Encontro com a morte no motel

Joelson: solidão, calma e cilada pela web

Convidado para passar o Natal do ano passado em casa, Joelson não foi. Faltou também à comemoração do Dia das Mães, festejado como todos os anos na casa em que foi criado, na travessa Afuá, no conjunto Medici II, em Belém. O comportamento estranho iniciado com um relacionamento através da internet chamou a atenção de toda a família, mas a preocupação maior veio depois que avisou a poucos primos que se mudaria para Macapá para encontrar com a mulher que conversava durante todas as noites pelo computador, há aproximadamente um ano.

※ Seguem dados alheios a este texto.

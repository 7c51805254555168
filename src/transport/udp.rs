//! UDP helper: each datagram is one complete, already-framed message, so
//! there is no streaming parser involved, just a non-streaming codec and a
//! receive buffer sized to the configured MTU.
//!
//! A "UDP session" is a one-shot pseudo-session tied to a single inbound
//! datagram (`SPEC_FULL.md` §4.6, §9): `read_message()` hands back the
//! datagram that created it exactly once and fails on every call after, a
//! constraint enforced here by an `AtomicBool` flip rather than left to
//! documentation.

use std::net::SocketAddr;
use std::sync::atomic::{AtomicBool, Ordering};
use std::sync::Arc;

use bytes::Bytes;
use tokio::net::UdpSocket;

use crate::codec::NonStreamingCodec;
use crate::error::{Error, Result};

pub const DEFAULT_DATAGRAM_BUF_SIZE: usize = 65527;

/// One inbound datagram, decoded and ready to hand to the dispatcher exactly
/// once.
pub struct UdpSession {
    socket: Arc<UdpSocket>,
    peer: SocketAddr,
    codec: Arc<dyn NonStreamingCodec>,
    payload: Bytes,
    consumed: AtomicBool,
}

impl UdpSession {
    pub fn peer_addr(&self) -> SocketAddr {
        self.peer
    }

    /// Returns the decoded message this pseudo-session was created from.
    /// Every call after the first fails with `FailedToRead`, matching the
    /// "exactly once" contract of a UDP pseudo-session.
    pub async fn read_message(&self) -> Result<Bytes> {
        if self.consumed.swap(true, Ordering::SeqCst) {
            return Err(Error::FailedToRead {
                source: std::io::Error::new(
                    std::io::ErrorKind::Other,
                    "udp pseudo-session already consumed its one datagram",
                ),
            });
        }
        Ok(self.payload.clone())
    }

    /// Send one datagram back to the peer that sent this one. UDP writes
    /// need no queue: datagrams are independent and unordered by the
    /// transport, and the RPC layer's msgid already handles out-of-order
    /// delivery.
    pub async fn write_message(&self, data: Bytes) -> Result<()> {
        let frame = self.codec.compress(&data)?;
        self.socket
            .send_to(&frame, self.peer)
            .await
            .map_err(|source| Error::FailedToWrite { source })?;
        Ok(())
    }
}

/// Server-side UDP acceptor: loops receiving datagrams from a bound socket,
/// yielding one pseudo-session per datagram.
pub struct UdpAcceptor {
    socket: Arc<UdpSocket>,
    codec: Arc<dyn NonStreamingCodec>,
    buf_size: usize,
}

impl UdpAcceptor {
    pub async fn bind(
        addr: impl tokio::net::ToSocketAddrs + std::fmt::Debug + Clone,
        codec: Arc<dyn NonStreamingCodec>,
        buf_size: usize,
    ) -> Result<Self> {
        let socket = UdpSocket::bind(addr.clone())
            .await
            .map_err(|source| Error::FailedToListen {
                addr: format!("{addr:?}"),
                source,
            })?;
        Ok(UdpAcceptor {
            socket: Arc::new(socket),
            codec,
            buf_size,
        })
    }

    pub fn local_addr(&self) -> std::io::Result<SocketAddr> {
        self.socket.local_addr()
    }

    #[tracing::instrument(skip(self))]
    pub async fn accept(&self) -> Result<UdpSession> {
        let mut buf = vec![0u8; self.buf_size];
        let (n, peer) = self
            .socket
            .recv_from(&mut buf)
            .await
            .map_err(|source| Error::FailedToAccept { source })?;
        buf.truncate(n);
        let payload = self.codec.decompress(&buf)?;
        Ok(UdpSession {
            socket: self.socket.clone(),
            peer,
            codec: self.codec.clone(),
            payload,
            consumed: AtomicBool::new(false),
        })
    }
}

/// Client-side UDP connector: one bound socket, one fixed peer address.
pub struct UdpConnector {
    socket: Arc<UdpSocket>,
    peer: SocketAddr,
    codec: Arc<dyn NonStreamingCodec>,
    buf_size: usize,
}

impl UdpConnector {
    pub async fn connect(
        addr: impl tokio::net::ToSocketAddrs + std::fmt::Debug,
        codec: Arc<dyn NonStreamingCodec>,
        buf_size: usize,
    ) -> Result<Self> {
        let socket = UdpSocket::bind("0.0.0.0:0")
            .await
            .map_err(|source| Error::FailedToListen {
                addr: "0.0.0.0:0".to_string(),
                source,
            })?;
        socket
            .connect(&addr)
            .await
            .map_err(|source| Error::FailedToConnect {
                addr: format!("{addr:?}"),
                source,
            })?;
        let peer = socket
            .peer_addr()
            .map_err(|source| Error::FailedToConnect {
                addr: format!("{addr:?}"),
                source,
            })?;
        Ok(UdpConnector {
            socket: Arc::new(socket),
            peer,
            codec,
            buf_size,
        })
    }

    pub async fn write_message(&self, data: Bytes) -> Result<()> {
        let frame = self.codec.compress(&data)?;
        self.socket
            .send(&frame)
            .await
            .map_err(|source| Error::FailedToWrite { source })?;
        Ok(())
    }

    #[tracing::instrument(skip(self))]
    pub async fn read_message(&self) -> Result<Bytes> {
        let mut buf = vec![0u8; self.buf_size];
        let n = self
            .socket
            .recv(&mut buf)
            .await
            .map_err(|source| Error::FailedToRead { source })?;
        buf.truncate(n);
        self.codec.decompress(&buf)
    }

    pub fn peer_addr(&self) -> SocketAddr {
        self.peer
    }
}

#[cfg(test)]
mod tests {
    use super::*;
    use crate::codec::identity::IdentityCodec;

    #[tokio::test]
    async fn echoes_one_datagram() {
        let codec: Arc<dyn NonStreamingCodec> = Arc::new(IdentityCodec);
        let acceptor = UdpAcceptor::bind("127.0.0.1:0", codec.clone(), DEFAULT_DATAGRAM_BUF_SIZE)
            .await
            .unwrap();
        let addr = acceptor.local_addr().unwrap();

        let connector = UdpConnector::connect(addr, codec, DEFAULT_DATAGRAM_BUF_SIZE)
            .await
            .unwrap();

        let server_side = tokio::spawn(async move {
            let session = acceptor.accept().await.unwrap();
            let msg = session.read_message().await.unwrap();
            session.write_message(msg).await.unwrap();
        });

        connector
            .write_message(Bytes::from_static(b"ping"))
            .await
            .unwrap();
        let echoed = connector.read_message().await.unwrap();
        assert_eq!(echoed, Bytes::from_static(b"ping"));

        server_side.await.unwrap();
    }

    #[tokio::test]
    async fn pseudo_session_is_single_use() {
        let codec: Arc<dyn NonStreamingCodec> = Arc::new(IdentityCodec);
        let acceptor = UdpAcceptor::bind("127.0.0.1:0", codec.clone(), DEFAULT_DATAGRAM_BUF_SIZE)
            .await
            .unwrap();
        let addr = acceptor.local_addr().unwrap();
        let connector = UdpConnector::connect(addr, codec, DEFAULT_DATAGRAM_BUF_SIZE)
            .await
            .unwrap();

        connector
            .write_message(Bytes::from_static(b"once"))
            .await
            .unwrap();
        let session = acceptor.accept().await.unwrap();
        assert!(session.read_message().await.is_ok());
        assert!(session.read_message().await.is_err());
    }
}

O tio, Marihugo Siqueira, com o qual Joelson morou por um ano, desconfiou. Mesmo sem saber do próprio sobrinho que ele se mudaria, o chamou para conversar. “Joelson, soube que tu estás indo embora para Macapá. Não faz isso”, disse o tio, indo direto ao assunto. “Talvez lá esteja a minha sorte”, recebeu como resposta. “Se for por isso, arranja um ponto aqui que eu monto uma lanchonete para ti”. A proposta não convenceu.
Cerca de 30 dias após a conversa, que terminou por afastar mais ainda o sobrinho do tio, Joelson começou a mudança da casa onde morava sozinho, na rua Vinte e Quatro de Agosto, no bairro da Marambaia. Durante a tarde do último sábado, colocou os eletrodomésticos que ainda haviam sobrado em uma Kombi que levaria a mudança para um porto com destino a Macapá. Ele iria depois.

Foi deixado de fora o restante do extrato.